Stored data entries
══════

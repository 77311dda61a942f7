//! Error types for the storage boundary.

/// Errors a [`RoomStore`](crate::RoomStore) implementation can report.
///
/// Callers log these at the boundary and carry on — persistence is
/// best-effort by design.
#[derive(Debug, thiserror::Error)]
pub enum StorageError {
    /// The backing store rejected or lost the operation.
    #[error("store unavailable: {0}")]
    Unavailable(String),

    /// The persisted data could not be interpreted.
    #[error("corrupt record: {0}")]
    Corrupt(String),
}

══════

What you have to do — Your answer should be the lines of the records that include the word "String".

Output of the exercise —
    Unavailable(String),
    Corrupt(String),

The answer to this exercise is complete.